Last night he spoke with an air of sad acceptance about the state of first world countries. He doesn't believe that things will change and he can see only doom and gloom for the working poor people who live in them. He says the USA will only see itself as achieving 'recovery' when it gets back to the same corrupt and out of control state it was in when it caused the GFC, which of course spells further disparity between rich and poor and further disaster.

One of the things he did mention was the role of television - Fox obviously - as the only source of information for these uneducated people. He says the television medium grooms people's emotions - it's Christmas so it's time to shop, it's football season so it's time to cheer, it's war so it's time to fly flags - and it just guides people through the seasons of their lives. There's something scifi about this concept: I'm sure I've come across this type of mind control in Blade Runner and in various novels.

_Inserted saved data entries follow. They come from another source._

//! U(1) phases.

use std::f64::consts::PI;

use rand_distr::{Distribution, StandardNormal, Uniform};
#[cfg(feature = "serde-serialize")]
use serde::{Deserialize, Serialize};

use super::{check_links, check_same_len, Group, GroupKind};
use crate::error::{ShapeError, ShapeKind};
use crate::{RVector, Real};

/// U(1) phases, one angle in `(-pi, pi]` per link.
///
/// The kinetic energy is the flat one, `|v|^2 / 2`. The coupling functions see the angles
/// through `[cos x, sin x]` so that they are continuous across the branch cut.
#[derive(Clone, Copy, Debug, Default, PartialEq, Eq, Hash)]
#[cfg_attr(feature = "serde-serialize", derive(Serialize, Deserialize))]
pub struct U1Phase {}

impl U1Phase {
    /// Create the group.
    #[must_use]
    #[inline]
    pub const fn new() -> Self {
        Self {}
    }

    /// Bring an angle in `(-pi, pi]`.
    ///
    /// # Example
    /// ```
    /// # use lattice_l2hmc::group::U1Phase;
    /// # use std::f64::consts::PI;
    /// assert!((U1Phase::wrap(3_f64 * PI / 2_f64) + PI / 2_f64).abs() < 1E-12_f64);
    /// assert_eq!(U1Phase::wrap(-PI), PI);
    /// ```
    #[must_use]
    #[inline]
    pub fn wrap(angle: Real) -> Real {
        let wrapped = PI - (PI - angle).rem_euclid(2_f64 * PI);
        if wrapped <= -PI {
            wrapped + 2_f64 * PI
        }
        else {
            wrapped
        }
    }
}

impl Group for U1Phase {
    fn kind(&self) -> GroupKind {
        GroupKind::U1
    }

    fn link_size(&self) -> usize {
        1
    }

    fn is_angular(&self) -> bool {
        true
    }

    fn random<R>(&self, xdim: usize, rng: &mut R) -> Result<RVector, ShapeError>
    where
        R: rand::Rng + ?Sized,
    {
        let d = Uniform::new_inclusive(-PI, PI);
        Ok(RVector::from_fn(xdim, |_, _| Self::wrap(d.sample(rng))))
    }

    fn random_momentum<R>(&self, xdim: usize, rng: &mut R) -> Result<RVector, ShapeError>
    where
        R: rand::Rng + ?Sized,
    {
        Ok(RVector::from_fn(xdim, |_, _| StandardNormal.sample(rng)))
    }

    fn kinetic_energy(&self, v: &RVector) -> Result<Real, ShapeError> {
        check_links(self.link_size(), v.len())?;
        Ok(v.norm_squared() / 2_f64)
    }

    fn update_gauge(&self, x: &RVector, step: &RVector) -> Result<RVector, ShapeError> {
        check_same_len(ShapeKind::Momentum, x, step)?;
        Ok((x + step).map(Self::wrap))
    }

    fn group_to_vec(&self, x: &RVector) -> RVector {
        let n = x.len();
        RVector::from_fn(2 * n, |i, _| {
            if i < n {
                x[i].cos()
            }
            else {
                x[i - n].sin()
            }
        })
    }

    fn vec_to_group(&self, v: &RVector) -> Result<RVector, ShapeError> {
        ShapeError::check(ShapeKind::GroupElement, v.len() - v.len() % 2, v.len())?;
        let n = v.len() / 2;
        Ok(RVector::from_fn(n, |i, _| v[n + i].atan2(v[i])))
    }
}

#[cfg(test)]
mod test {
    use rand::SeedableRng;

    use super::*;

    #[test]
    fn wrap_range() {
        for angle in [-7_f64, -PI, -1_f64, 0_f64, 1_f64, PI, 4_f64, 10_f64, 100_f64] {
            let wrapped = U1Phase::wrap(angle);
            assert!(wrapped > -PI && wrapped <= PI, "{angle} -> {wrapped}");
            assert!((wrapped.sin() - angle.sin()).abs() < 1E-12_f64);
            assert!((wrapped.cos() - angle.cos()).abs() < 1E-12_f64);
        }
    }

    #[test]
    fn update_gauge_stays_in_range() {
        let group = U1Phase::new();
        let mut rng = rand::rngs::StdRng::seed_from_u64(0);
        let x = group.random(16, &mut rng).unwrap();
        let step = group.random_momentum(16, &mut rng).unwrap() * 10_f64;
        let y = group.update_gauge(&x, &step).unwrap();
        assert!(y.iter().all(|a| *a > -PI && *a <= PI));
        let back = group.update_gauge(&y, &-step).unwrap();
        let diff = (back - &x).map(U1Phase::wrap);
        assert!(diff.amax() < 1E-10_f64);
        assert_eq!(group.group_to_vec(&x).len(), 32);
        assert!(group.vec_to_group(&RVector::zeros(3)).is_err());
    }
}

I'm just as sure it's happening in the press here in Australia, spectacularly in papers like The Telegraph, but also slightly more subtly in the broadsheets. And of course on TV, though I can't manage commercial television so have no exposure to it.
Anyway, it's interesting to read what Joe Bageant has to say. He lives in a second world country, Mexico, now and seems to have adopted the Buddhist approach of living a small life well, which while it doesn't deliver a big solution at least allows him to accept what he sees as the inevitable collapse with calm and grace.